The Management Committee has begun the process of hiring consultants for the building analysis and museum design, and work will begin soon on the renovation and preservation of the Alamo church. As early as next week, the Management Committee could vote on the plan, after which it will make its own recommendation to the two-member executive committee that includes Mayor Ron Nirenberg and Texas Land Commissioner George P. Bush.

Bacterial Blooms

57 percent of the 33 streams and rivers in the San Antonio River basin are officially considered impaired because of bacteria, according to the San Antonio River Authority’s most recent Clean Rivers Report.

Bacteria such as E. coli serve as indicators for fecal contamination in outdoor waterways and can lead to skin infections and gastrointestinal illness, especially if a swimmer accidentally swallows contaminated water.

Storm water runoff is often the culprit of rising rates of bacteria in water systems.
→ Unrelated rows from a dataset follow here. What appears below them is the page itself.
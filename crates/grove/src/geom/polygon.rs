//! Pure polygon primitives over vertex lists.
//!
//! All functions are total over their documented domains: fewer than 3
//! vertices measures zero and contains nothing, and no input makes them
//! divide by zero or panic.

use super::types::Point;

/// Shoelace signed area in working units². Positive for counterclockwise
/// winding, negative for clockwise; zero for fewer than 3 vertices.
pub fn signed_area(polygon: &[Point]) -> f64 {
    if polygon.len() < 3 {
        return 0.0;
    }
    let mut acc = 0.0;
    for i in 0..polygon.len() {
        let p = polygon[i];
        let q = polygon[(i + 1) % polygon.len()];
        acc += p.x * q.y - q.x * p.y;
    }
    acc / 2.0
}

/// Absolute polygon area in m², given `scale` meters per working unit.
#[inline]
pub fn area(polygon: &[Point], scale: f64) -> f64 {
    signed_area(polygon).abs() * scale * scale
}

/// Perimeter in meters (closing edge included).
pub fn perimeter(polygon: &[Point], scale: f64) -> f64 {
    if polygon.len() < 2 {
        return 0.0;
    }
    let mut acc = 0.0;
    for i in 0..polygon.len() {
        let p = polygon[i];
        let q = polygon[(i + 1) % polygon.len()];
        acc += (q - p).norm();
    }
    acc * scale
}

/// Axis-aligned bounding box `(min, max)`, or `None` for an empty list.
pub fn bounding_box(polygon: &[Point]) -> Option<(Point, Point)> {
    let first = *polygon.first()?;
    let mut min = first;
    let mut max = first;
    for p in &polygon[1..] {
        min.x = min.x.min(p.x);
        min.y = min.y.min(p.y);
        max.x = max.x.max(p.x);
        max.y = max.y.max(p.y);
    }
    Some((min, max))
}

/// Even-odd ray-cast membership test.
///
/// Membership of points exactly on an edge is implementation-defined, but
/// the test itself is total: the strict/non-strict comparison pair below
/// guarantees the crossing edge is never horizontal, so the division is
/// always well defined.
pub fn point_in_polygon(p: Point, polygon: &[Point]) -> bool {
    if polygon.len() < 3 {
        return false;
    }
    let mut inside = false;
    let mut j = polygon.len() - 1;
    for i in 0..polygon.len() {
        let a = polygon[i];
        let b = polygon[j];
        if (a.y > p.y) != (b.y > p.y) {
            let x_cross = (b.x - a.x) * (p.y - a.y) / (b.y - a.y) + a.x;
            if p.x < x_cross {
                inside = !inside;
            }
        }
        j = i;
    }
    inside
}

/// Distance from `p` to segment `ab` (projection parameter clamped to
/// `[0, 1]`). A zero-length segment degrades to point distance.
pub fn distance_point_to_segment(p: Point, a: Point, b: Point) -> f64 {
    let ab = b - a;
    let len2 = ab.norm_squared();
    if len2 <= 0.0 {
        return (p - a).norm();
    }
    let t = ((p - a).dot(&ab) / len2).clamp(0.0, 1.0);
    (p - (a + ab * t)).norm()
}

/// Minimum distance from `p` to any edge of `polygon` (closing edge
/// included). `f64::INFINITY` for fewer than 2 vertices.
pub fn min_edge_distance(p: Point, polygon: &[Point]) -> f64 {
    if polygon.len() < 2 {
        return f64::INFINITY;
    }
    let mut best = f64::INFINITY;
    for i in 0..polygon.len() {
        let a = polygon[i];
        let b = polygon[(i + 1) % polygon.len()];
        best = best.min(distance_point_to_segment(p, a, b));
    }
    best
}
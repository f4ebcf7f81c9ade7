use anyhow::{Context, Result};
use serde_json::{json, Value};
use std::ffi::OsString;
use std::fs;
use std::panic::Location;
use std::path::{Path, PathBuf};
use std::process::Command;

/// Metadata used to generate a provenance sidecar.
pub struct Payload {
    pub params: Value,
}

impl Payload {
    pub fn new(params: Value) -> Self {
        Self { params }
    }
}

/// Write `<artifact>.provenance.json` containing the git commit, callsite,
/// params, and outputs.
#[track_caller]
pub fn write_sidecar<P: AsRef<Path>>(artifact: P, payload: Payload) -> Result<PathBuf> {
    let artifact = artifact.as_ref();
    let provenance_path = provenance_path(artifact);
    if let Some(parent) = provenance_path.parent() {
        if !parent.as_os_str().is_empty() {
            fs::create_dir_all(parent)
                .with_context(|| format!("creating provenance dir {}", parent.display()))?;
        }
    }

    let callsite = Location::caller();
    let doc = json!({
        "code_rev": current_git_rev(),
        "grove_version": grove::VERSION,
        "callsite": {
            "file": callsite.file(),
            "line": callsite.line()
        },
        "params": payload.params,
        "outputs": [artifact.to_string_lossy()]
    });
    fs::write(&provenance_path, serde_json::to_vec_pretty(&doc)?)
        .with_context(|| format!("writing {}", provenance_path.display()))?;
    Ok(provenance_path)
}

fn provenance_path(artifact: &Path) -> PathBuf {
    let stem = artifact
        .file_stem()
        .map(|s| s.to_os_string())
        .unwrap_or_else(|| OsString::from("artifact"));
    let mut name = stem;
    name.push(".provenance.json");
    artifact.with_file_name(name)
}

pub fn current_git_rev() -> String {
    if let Some(from_env) = option_env!("GIT_COMMIT") {
        if !from_env.is_empty() {
            return from_env.to_string();
        }
    }
    if let Ok(env_override) = std::env::var("GIT_COMMIT") {
        if !env_override.is_empty() {
            return env_override;
        }
    }
    Command::new("git")
        .args(["rev-parse", "HEAD"])
        .output()
        .ok()
        .and_then(|output| {
            if output.status.success() {
                String::from_utf8(output.stdout)
                    .ok()
                    .map(|s| s.trim().to_string())
            } else {
                None
            }
        })
        .unwrap_or_else(|| "unknown".to_string())
}

#[cfg(test)]
mod tests {
    use super::*;
    use std::fs;
    use tempfile::tempdir;

    #[test]
    fn provenance_path_rewrites_extension() {
        let base = Path::new("/tmp/output/record.json");
        let derived = provenance_path(base);
        assert_eq!(derived, Path::new("/tmp/output/record.provenance.json"));
    }

    #[test]
    fn write_sidecar_creates_file() {
        let dir = tempdir().unwrap();
        let artifact = dir.path().join("record.json");
        fs::write(&artifact, "{}").unwrap();
        let payload = Payload::new(json!({"input": "request.json"}));
        let prov_path = write_sidecar(&artifact, payload).unwrap();
        assert!(prov_path.exists());
        let parsed: Value = serde_json::from_slice(&fs::read(prov_path).unwrap()).unwrap();
        assert_eq!(parsed["outputs"][0], artifact.to_string_lossy().as_ref());
    }
}
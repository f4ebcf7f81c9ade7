//! Planner: validated inputs, memoized recompute, storage records.
//!
//! Purpose
//! - Wire capture output through the geometry kernel, layout, terrain, and
//!   metrics stages, owning the input validation the kernel assumes and
//!   the memoization that keeps recomputes off hot pointer-move paths.
//!
//! Recompute model
//! - Derived state is a pure function of the inputs; it is cached and
//!   invalidated whenever an input changes. Every input change bumps a
//!   `revision` counter and the produced [`Analysis`] records the revision
//!   it was computed at, so embedders running recomputes asynchronously
//!   can drop results that are older than the current revision (last
//!   write wins). The core itself is synchronous and single-threaded.
//!
//! Determinism
//! - The only randomness (maturity jitter) is keyed by a replay token per
//!   tree index, so a layout is reproducible from `(inputs, seed)` alone
//!   and does not depend on enumeration history.

use crate::geom::rand::ReplayToken;
use crate::geom::{area, offset_polygon, BufferedBoundary, GeomCfg, Point, Spacing};
use crate::layout::{estimate_tree_count, generate_grid};
use crate::metrics::Metrics;
use crate::terrain::TreePoint;
use serde::{Deserialize, Serialize};
use thiserror::Error;

/// Input validation errors. Boundary geometry itself is never an error:
/// fewer than 3 points produces the zero analysis.
#[derive(Debug, Error, PartialEq)]
pub enum PlanError {
    #[error("scale must be strictly positive meters per unit (got {0})")]
    NonPositiveScale(f64),
    #[error("spacing must be strictly positive on both axes (got {horizontal} x {vertical})")]
    NonPositiveSpacing { horizontal: f64, vertical: f64 },
    #[error("buffer distance must be non-negative (got {0})")]
    NegativeBuffer(f64),
    #[error("minimum edge distance must be non-negative (got {0})")]
    NegativeEdgeDistance(f64),
}

/// Full derived state for one input revision.
#[derive(Clone, Debug)]
pub struct Analysis {
    /// Input revision this analysis was computed at.
    pub revision: u64,
    /// The boundary polyline the analysis was computed from.
    pub boundary: Vec<Point>,
    pub buffered: BufferedBoundary,
    pub trees: Vec<TreePoint>,
    /// Analytic shortcut; advisory only. The enumerated count in
    /// `metrics.tree_count` is canonical.
    pub estimated_tree_count: usize,
    pub metrics: Metrics,
}

/// Planner inputs plus the memoized analysis.
#[derive(Clone, Debug)]
pub struct Planner {
    boundary: Vec<Point>,
    spacing: Spacing,
    /// Meters per working unit.
    scale: f64,
    /// Meters of inward buffer between trees and the boundary.
    buffer_distance: f64,
    /// Working units of clearance from every boundary edge.
    min_edge_distance: f64,
    /// Maturity-jitter seed.
    seed: u64,
    geom_cfg: GeomCfg,
    revision: u64,
    cache: Option<Analysis>,
}

impl Planner {
    pub fn new(spacing: Spacing, scale: f64, buffer_distance: f64) -> Result<Self, PlanError> {
        check_spacing(spacing)?;
        check_scale(scale)?;
        check_buffer(buffer_distance)?;
        Ok(Self {
            boundary: Vec::new(),
            spacing,
            scale,
            buffer_distance,
            min_edge_distance: 10.0,
            seed: 0,
            geom_cfg: GeomCfg::default(),
            revision: 0,
            cache: None,
        })
    }

    #[inline]
    pub fn boundary(&self) -> &[Point] {
        &self.boundary
    }

    #[inline]
    pub fn spacing(&self) -> Spacing {
        self.spacing
    }

    #[inline]
    pub fn scale(&self) -> f64 {
        self.scale
    }

    #[inline]
    pub fn buffer_distance(&self) -> f64 {
        self.buffer_distance
    }

    #[inline]
    pub fn seed(&self) -> u64 {
        self.seed
    }

    /// Current input revision; bumped by every setter.
    #[inline]
    pub fn revision(&self) -> u64 {
        self.revision
    }

    pub fn set_boundary(&mut self, boundary: Vec<Point>) {
        self.boundary = boundary;
        self.touch();
    }

    pub fn set_spacing(&mut self, spacing: Spacing) -> Result<(), PlanError> {
        check_spacing(spacing)?;
        self.spacing = spacing;
        self.touch();
        Ok(())
    }

    pub fn set_scale(&mut self, scale: f64) -> Result<(), PlanError> {
        check_scale(scale)?;
        self.scale = scale;
        self.touch();
        Ok(())
    }

    pub fn set_buffer_distance(&mut self, buffer_distance: f64) -> Result<(), PlanError> {
        check_buffer(buffer_distance)?;
        self.buffer_distance = buffer_distance;
        self.touch();
        Ok(())
    }

    pub fn set_min_edge_distance(&mut self, min_edge_distance: f64) -> Result<(), PlanError> {
        if !(min_edge_distance >= 0.0 && min_edge_distance.is_finite()) {
            return Err(PlanError::NegativeEdgeDistance(min_edge_distance));
        }
        self.min_edge_distance = min_edge_distance;
        self.touch();
        Ok(())
    }

    pub fn set_seed(&mut self, seed: u64) {
        if seed != self.seed {
            self.seed = seed;
            self.touch();
        }
    }

    /// The analysis for the current inputs, recomputing only if an input
    /// changed since the last call.
    pub fn analysis(&mut self) -> &Analysis {
        if self.cache.is_none() {
            let analysis = self.recompute();
            self.cache = Some(analysis);
        }
        match self.cache {
            Some(ref a) => a,
            None => unreachable!("cache filled above"),
        }
    }

    /// Snapshot the current inputs and derived figures as a storage record.
    pub fn to_record(&mut self) -> PlanRecord {
        let metrics = self.analysis().metrics;
        PlanRecord {
            boundary: self.boundary.clone(),
            spacing: self.spacing,
            scale: self.scale,
            buffer_distance: self.buffer_distance,
            min_edge_distance: self.min_edge_distance,
            seed: self.seed,
            total_area: metrics.total_area,
            plantable_area: metrics.plantable_area,
            total_trees: metrics.tree_count,
            metrics,
        }
    }

    /// Rebuild a planner from a record's geometry fields. Recomputing the
    /// analysis regenerates the record's derived fields exactly, which is
    /// what makes storage round-trips lossless.
    pub fn from_record(record: &PlanRecord) -> Result<Self, PlanError> {
        let mut planner = Planner::new(record.spacing, record.scale, record.buffer_distance)?;
        planner.set_min_edge_distance(record.min_edge_distance)?;
        planner.set_seed(record.seed);
        planner.set_boundary(record.boundary.clone());
        Ok(planner)
    }

    fn touch(&mut self) {
        self.revision += 1;
        self.cache = None;
    }

    fn recompute(&self) -> Analysis {
        let buffer_px = self.buffer_distance / self.scale;
        let buffered = offset_polygon(&self.boundary, buffer_px, self.geom_cfg);
        if buffered.degenerate {
            tracing::warn!(
                buffer_m = self.buffer_distance,
                vertices = self.boundary.len(),
                "degenerate buffer; some vertices kept un-offset"
            );
        }
        let total_area = area(&self.boundary, self.scale);
        let plantable_area = if buffered.is_usable() {
            area(&buffered.points, self.scale)
        } else {
            0.0
        };
        let positions = generate_grid(
            &self.boundary,
            &buffered.points,
            self.spacing,
            self.scale,
            self.min_edge_distance,
        );
        let trees: Vec<TreePoint> = positions
            .iter()
            .enumerate()
            .map(|(i, &p)| {
                let mut rng = ReplayToken {
                    seed: self.seed,
                    index: i as u64,
                }
                .to_std_rng();
                TreePoint::grow(p, &mut rng)
            })
            .collect();
        let estimated_tree_count = estimate_tree_count(plantable_area, self.spacing);
        let metrics = Metrics::aggregate(trees.len(), total_area, plantable_area);
        tracing::debug!(
            revision = self.revision,
            vertices = self.boundary.len(),
            trees = trees.len(),
            estimated = estimated_tree_count,
            "layout recomputed"
        );
        Analysis {
            revision: self.revision,
            boundary: self.boundary.clone(),
            buffered,
            trees,
            estimated_tree_count,
            metrics,
        }
    }
}

/// Stored analysis record. External persistence stores this shape; the
/// planner can be rebuilt from its geometry fields alone.
#[derive(Clone, Debug, Serialize, Deserialize)]
#[serde(rename_all = "camelCase")]
pub struct PlanRecord {
    pub boundary: Vec<Point>,
    pub spacing: Spacing,
    pub scale: f64,
    pub buffer_distance: f64,
    #[serde(default = "default_min_edge_distance")]
    pub min_edge_distance: f64,
    #[serde(default)]
    pub seed: u64,
    pub total_area: f64,
    pub plantable_area: f64,
    pub total_trees: usize,
    pub metrics: Metrics,
}

fn default_min_edge_distance() -> f64 {
    10.0
}

fn check_scale(scale: f64) -> Result<(), PlanError> {
    if scale > 0.0 && scale.is_finite() {
        Ok(())
    } else {
        Err(PlanError::NonPositiveScale(scale))
    }
}

fn check_spacing(spacing: Spacing) -> Result<(), PlanError> {
    let ok = spacing.horizontal > 0.0
        && spacing.horizontal.is_finite()
        && spacing.vertical > 0.0
        && spacing.vertical.is_finite();
    if ok {
        Ok(())
    } else {
        Err(PlanError::NonPositiveSpacing {
            horizontal: spacing.horizontal,
            vertical: spacing.vertical,
        })
    }
}

fn check_buffer(buffer: f64) -> Result<(), PlanError> {
    if buffer >= 0.0 && buffer.is_finite() {
        Ok(())
    } else {
        Err(PlanError::NegativeBuffer(buffer))
    }
}
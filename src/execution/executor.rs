//! Executor - runs statements against the property store
//!
//! Never fails out of the core: store errors and timeouts land in the
//! result's `errors` list and surface as validation issues.

use crate::error::CoreResult;
use crate::execution::result::{ExecutionResult, Row};
use std::sync::Arc;
use std::time::{Duration, Instant};
use tracing::{debug, warn};

/// Raw tabular payload returned by a property store
#[derive(Debug, Clone, Default)]
pub struct TableData {
    pub columns: Vec<String>,
    pub rows: Vec<Row>,
}

/// Capability interface over the backing relational store
///
/// Injected at construction; implementations must release any pooled
/// connection on every exit path, including errors.
pub trait PropertyStore: Send + Sync {
    fn query(&self, sql: &str, timeout: Duration) -> CoreResult<TableData>;
}

pub struct Executor {
    store: Arc<dyn PropertyStore>,
    timeout: Duration,
}

impl Executor {
    pub fn new(store: Arc<dyn PropertyStore>, timeout: Duration) -> Self {
        Self { store, timeout }
    }

    /// Execute one statement, materializing rows and timing
    pub fn execute(&self, sql: &str) -> ExecutionResult {
        let started = Instant::now();
        match self.store.query(sql, self.timeout) {
            Ok(data) => {
                let elapsed = started.elapsed();
                debug!(rows = data.rows.len(), elapsed_ms = elapsed.as_millis() as u64, "statement completed");
                ExecutionResult {
                    columns: data.columns,
                    row_count: data.rows.len() as u64,
                    rows: data.rows,
                    elapsed,
                    errors: Vec::new(),
                    warnings: Vec::new(),
                }
            }
            Err(err) => {
                warn!("statement failed: {err}");
                ExecutionResult::failed(err.to_string(), started.elapsed())
            }
        }
    }

    pub fn timeout(&self) -> Duration {
        self.timeout
    }
}

#[cfg(test)]
mod tests {
    use super::*;
    use crate::error::CoreError;
    use crate::execution::result::Cell;

    struct OneRowStore;

    impl PropertyStore for OneRowStore {
        fn query(&self, _sql: &str, _timeout: Duration) -> CoreResult<TableData> {
            Ok(TableData {
                columns: vec!["id".to_string(), "name".to_string()],
                rows: vec![vec![Cell::Int(1), Cell::Text("Corner Lot".to_string())]],
            })
        }
    }

    struct FailingStore;

    impl PropertyStore for FailingStore {
        fn query(&self, _sql: &str, _timeout: Duration) -> CoreResult<TableData> {
            Err(CoreError::execution("relation \"nowhere\" does not exist"))
        }
    }

    #[test]
    fn test_execute_materializes_rows() {
        let executor = Executor::new(Arc::new(OneRowStore), Duration::from_secs(30));
        let result = executor.execute("SELECT id, name FROM \"Georgia Properties\"");
        assert_eq!(result.row_count, 1);
        assert_eq!(result.columns, vec!["id", "name"]);
        assert!(result.errors.is_empty());
    }

    #[test]
    fn test_execute_captures_errors_instead_of_failing() {
        let executor = Executor::new(Arc::new(FailingStore), Duration::from_secs(30));
        let result = executor.execute("SELECT * FROM nowhere");
        assert_eq!(result.row_count, 0);
        assert!(result.is_err());
        assert!(result.errors[0].contains("does not exist"));
    }
}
Runoff from a rainstorm earlier this year caused levels of E. coli to spike in San Pedro Creek by more than 200 percent to 460 instances per 100 milliliters.

A Bedrock of Affordable Housing

$38,100 is 60 percent of San Antonio’s area median income and the cap for residents living at the Calcasieu Apartments, an affordable housing complex in a historic building downtown. The complex has 64 one-bedroom and efficiency units. After purchasing the Calcasieu in 2014, the Alamo Community Group (ACG), a nonprofit affordable housing organization, recently invested $1.85 million in building renovations.

Demand for affordable housing continues to grow in San Antonio. ACG has an upcoming project in the pipeline, and is currently planning a 94-unit residential complex near the Pearl. Dubbed the Museum Reach Lofts, the complex will be the first affordable rental apartments for the general workforce to be developed in midtown.

The Calcasieu and the Robert E. Lee Apartments are the only two high-rise affordable housing developments located in the city’s center. The Calcasieu is one of 10 affordable housing developments in San Antonio in ACG’s portfolio.

Mild Job Growth

1 percent is how much jobs grew in San Antonio in July, according to a report released last week by the Federal Reserve Bank of Dallas. The report characterized that growth as “weak,” even as the unemployment rate declined.

San Antonio’s unemployment rate fell to 3.2 percent in July from 3.8 percent in December 2017. Overall, the San Antonio business-cycle index expanded at a 2.5 percent annualized rate in July, up from June’s 1.7 percent, though job growth remained mild and wages increased.

The Dallas Fed also reported that the share of homes sold that the median-income household could afford fell from 62 percent to 55.8 percent, a greater decline than the 4.5 percentage-point drop in the national average to 57.1 percent.

Emily Royall is the Rivard Report's former data director.